Precisa, altresì, che gli atti di tolleranza che ad avviso della controparte avrebbero consentito al T. di possedere il terreno, per essere tali avrebbero dovuto avere il carattere della saltuarietà e una durata limitata nel tempo. La corte di merito non avrebbe valutato correttamente le risultanze testimoniali, omettendo di esaminare quella del M. , il quale presente all'incontro T. - P., alla comunicazione dell'iniziativa della seconda di vendere il terreno, il primo avrebbe affermato la proprietà esclusiva del fondo. Di converso non andrebbe dovuto attribuire alcun valore all'affermazione secondo cui il T. avrebbe mostrato interesse all'acquisto del bene, evidenziando la circostanza il solo riconoscimento di non essere formalmente proprietario del fondo.

 

 

Le censure vengono esaminate congiuntamente in quanto attengono tutte alla valutazione delle risultanze probatorie, o meglio vengono evidenziati vizi relativi alla deficienza del ragionamento logico-giuridico della sentenza impugnata.

 

Tali censure sono infondate, con riferimento ai rilievi che seguono.

 

Chi agisce in giudizio per ottenere di essere dichiarato proprietario di un bene, affermando di averlo usucapito, deve dare la prova di tutti gli elementi costitutivi della dedotta fattispecie acquisitiva e quindi, tra l'altro, non solo del corpus, ma anche dell'animus (Cass. 28 gennaio 2000 n. 975); il secondo, tuttavia, può eventualmente essere desunto in via presuntiva dal primo, se lo svolgimento di attività corrispondente all'esercizio del diritto dominicale è già di per sé indicativo dell'intento, in colui che la compie, di avere la cosa come propria, sicché allora è il convenuto che deve dimostrare il contrario, provando che la disponibilità del bene è stata conseguita dall'attore mediante un titolo che gli conferiva un diritto di carattere soltanto personale (Cass. 5 luglio 1999 n. 6944).

 

Solo la sussistenza di un corpus, accompagnata dall'animus possidendi, corrispondente all'esercizio del diritto di proprietà, che si protrae per il tempo previsto per il maturarsi dell'usucapione, raffigura il fatto cui la legge riconduce l'acquisto del diritto di proprietà.

 

Da questi principi non si discosta la sentenza impugnata.
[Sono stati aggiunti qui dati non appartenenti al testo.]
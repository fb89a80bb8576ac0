//! Command message envelope.
//!
//! The protocol layer owns the encoding of messages. Inside Tessera a
//! [`Message`] is opaque apart from its [`CommandType`] discriminator, which
//! middleware may read to label telemetry. Payloads are never inspected.

use bytes::Bytes;
use serde::{Deserialize, Serialize};
use std::fmt;

/// Label used when a command name is missing or unsafe to use as a label.
pub const UNKNOWN_COMMAND: &str = "unknown";

/// The command-type discriminator of a [`Message`].
///
/// # Example
///
/// ```
/// use tessera_core::CommandType;
///
/// let command = CommandType::new("ping");
/// assert_eq!(command.as_str(), "ping");
/// assert_eq!(command.label(64), "ping");
///
/// // Names that would blow up label cardinality collapse to "unknown"
/// assert_eq!(CommandType::new("drop users; --").label(64), "unknown");
/// ```
#[derive(Debug, Clone, PartialEq, Eq, Hash, Serialize, Deserialize)]
#[serde(transparent)]
pub struct CommandType(String);

impl CommandType {
    /// Creates a command type from its wire name.
    #[must_use]
    pub fn new(name: impl Into<String>) -> Self {
        Self(name.into())
    }

    /// Returns the raw command name as it appeared on the wire.
    #[must_use]
    pub fn as_str(&self) -> &str {
        &self.0
    }

    /// Returns a bounded-cardinality label for this command.
    ///
    /// The raw name is returned when it is non-empty, at most `max_len`
    /// bytes, and made only of ASCII alphanumerics, `_`, `.` or `-`.
    /// Anything else yields [`UNKNOWN_COMMAND`].
    #[must_use]
    pub fn label(&self, max_len: usize) -> &str {
        let name = self.0.as_str();
        let safe = !name.is_empty()
            && name.len() <= max_len
            && name
                .bytes()
                .all(|b| b.is_ascii_alphanumeric() || matches!(b, b'_' | b'.' | b'-'));

        if safe {
            name
        } else {
            UNKNOWN_COMMAND
        }
    }
}

impl fmt::Display for CommandType {
    fn fmt(&self, f: &mut fmt::Formatter<'_>) -> fmt::Result {
        f.write_str(&self.0)
    }
}

impl From<&str> for CommandType {
    fn from(name: &str) -> Self {
        Self::new(name)
    }
}

impl From<String> for CommandType {
    fn from(name: String) -> Self {
        Self(name)
    }
}

/// An opaque command envelope.
///
/// Cloning a message is cheap: the payload is a reference-counted
/// [`Bytes`] buffer, so clones share the same underlying allocation.
///
/// # Example
///
/// ```
/// use tessera_core::Message;
///
/// let msg = Message::new("ping", &b"\x01"[..]);
/// assert_eq!(msg.command().as_str(), "ping");
/// assert_eq!(msg.payload().len(), 1);
/// ```
#[derive(Debug, Clone, PartialEq, Eq)]
pub struct Message {
    command: CommandType,
    payload: Bytes,
}

impl Message {
    /// Creates a message from a command type and an encoded payload.
    #[must_use]
    pub fn new(command: impl Into<CommandType>, payload: impl Into<Bytes>) -> Self {
        Self {
            command: command.into(),
            payload: payload.into(),
        }
    }

    /// Creates a message with an empty payload.
    #[must_use]
    pub fn empty(command: impl Into<CommandType>) -> Self {
        Self::new(command, Bytes::new())
    }

    /// Returns the command-type discriminator.
    #[must_use]
    pub fn command(&self) -> &CommandType {
        &self.command
    }

    /// Returns the encoded payload.
    #[must_use]
    pub fn payload(&self) -> &Bytes {
        &self.payload
    }

    /// Splits the message into its discriminator and payload.
    #[must_use]
    pub fn into_parts(self) -> (CommandType, Bytes) {
        (self.command, self.payload)
    }
}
Nel valutare le risultanze processuali, infatti, la Corte di appello, mediante apprezzamenti eminentemente di merito sorretti da adeguata motivazione e quindi insindacabili in questa sede, ha ritenuto che la prova fornita dal T. aveva riguardato il solo corpus.

 

Infatti dalle prove testimoniali dedotte da entrambe le parti, in particolare dalle dichiarazioni dei testi O. e B. emergevano molteplici dati, precisi e concordanti, da cui poteva senz'altro ricavarsi l'esistenza del corpus, ma non dell'animus, in quanto avvaloravano la tesi della appellante - resistente secondo cui l'originario attore era stato immesso nel godimento del terreno in questione a seguito del consenso del coniuge della proprietaria C.E. , madre della P. , attuale proprietaria, la cui volontà era stata poi rispettata dall'erede, dopo la sua morte.

 

Per la verità, la coltivazione del terreno con la messa a dimora di piante configura una attività, specifica ed importante, senza dubbio corrispondente all'esercizio del diritto di proprietà vantato dal ricorrente; coltivare il terreno, infatti, significa disporre materialmente di esso. Se la coltivazione configura un comportamento pubblico, pacifico, continuo e non interrotto inequivocabilmente esso deve ritenersi inteso ad esercitare sul predio un potere di fatto corrispondente a quello del proprietario.

 

 

Nella specie, però, lo stesso figlio del ricorrente, To.Gi. , della cui attendibilità non è dato dubitare, non avendo peraltro il T. dedotto che l'assunzione delle sue dichiarazioni in sede possessoria sia avvenuta senza avere prestato giuramento, ha dichiarato testualmente "il padre della P. che era ingegnere aveva dato a mio padre l'incarico di coltivare il terreno. Poi è subentrata la P. che non ho mai visto sul terreno. Non so se la P. abbia autorizzato mio padre a proseguire nella coltivazione del terreno: suppongo che fosse intervenuto un tacito consenso anche perché molti anni fa mio padre mi ha riferito che la P. gli aveva chiesto di aprire con la chiave per entrare nel fondo". Posto che per la sussistenza del possesso utile per usucapire occorre oltre al riscontro di un comportamento continuo e non interrotto, inteso inequivocabilmente ad esercitare sulla cosa, per tutto il tempo prescritto dalla legge, l'esercizio di un potere corrispondente a quello del proprietario, non riconducibile però alla mera tolleranza del proprietario (v. Cass. del 10.7.2007 n. 15446), incombeva sul ricorrente - attore la dimostrazione della c.d. interversio possessionis, che gli avrebbe consentito di mutare il titolo originario di questo rapporto con la cosa, ai sensi dell'art. 1141, comma 2, c.c. Ai fini dell'usucapione è, infatti, necessario la manifestazione del dominio esclusivo sulla "res" da parte dell'interessato attraverso una attività apertamente contrastante ed inoppugnabilmente incompatibile con il possesso altrui, gravando l'onere della relativa prova su colui che invochi l'avvenuta usucapione del bene (vedi "ex multis" Cass. 18.2.1999 n. 1367; Cass. 15.6.2001 n. 8152; Cass. 20.9.2007 n. 19478; Cass. 27.7.2009 n. 17462; Cass. 1.3.2010 n. 4863), non essendo al riguardo sufficienti atti soltanto di gestione consentiti dal proprietario o anche atti tollerati dallo stesso titolare del diritto dominicale perché comportanti solo il soddisfacimento di obblighi o l'erogazione di spese per il miglior godimento della cosa (Cass. 11.8.2005 n. 16841).

 

Alla luce di tale orientamento è evidente l'irrilevanza delle circostanze addotte a sostegno della propria tesi da parte del ricorrente, posto che il godimento del terreno in questione o i lavori da questo asseritamente eseguiti su tale immobile non comportano di per sé una situazione oggettivamente incompatibile con la proprietà altrui.

 

Per tutte le considerazioni sopra svolte, il ricorso deve, dunque, essere respinto.

 

Al rigetto consegue, come per legge, la condanna del ricorrente al pagamento in favore della resistente delle spese del giudizio di Cassazione, liquidate come in dispositivo.

 

P.Q.M.

 

La Corte, rigetta il ricorso e condanna parte ricorrente alla rifusione delle spese del giudizio di Cassazione, che liquida in complessivi Euro. 1.700,00, di cui Euro. 200,00 per esborsi, oltre accessori come per legge.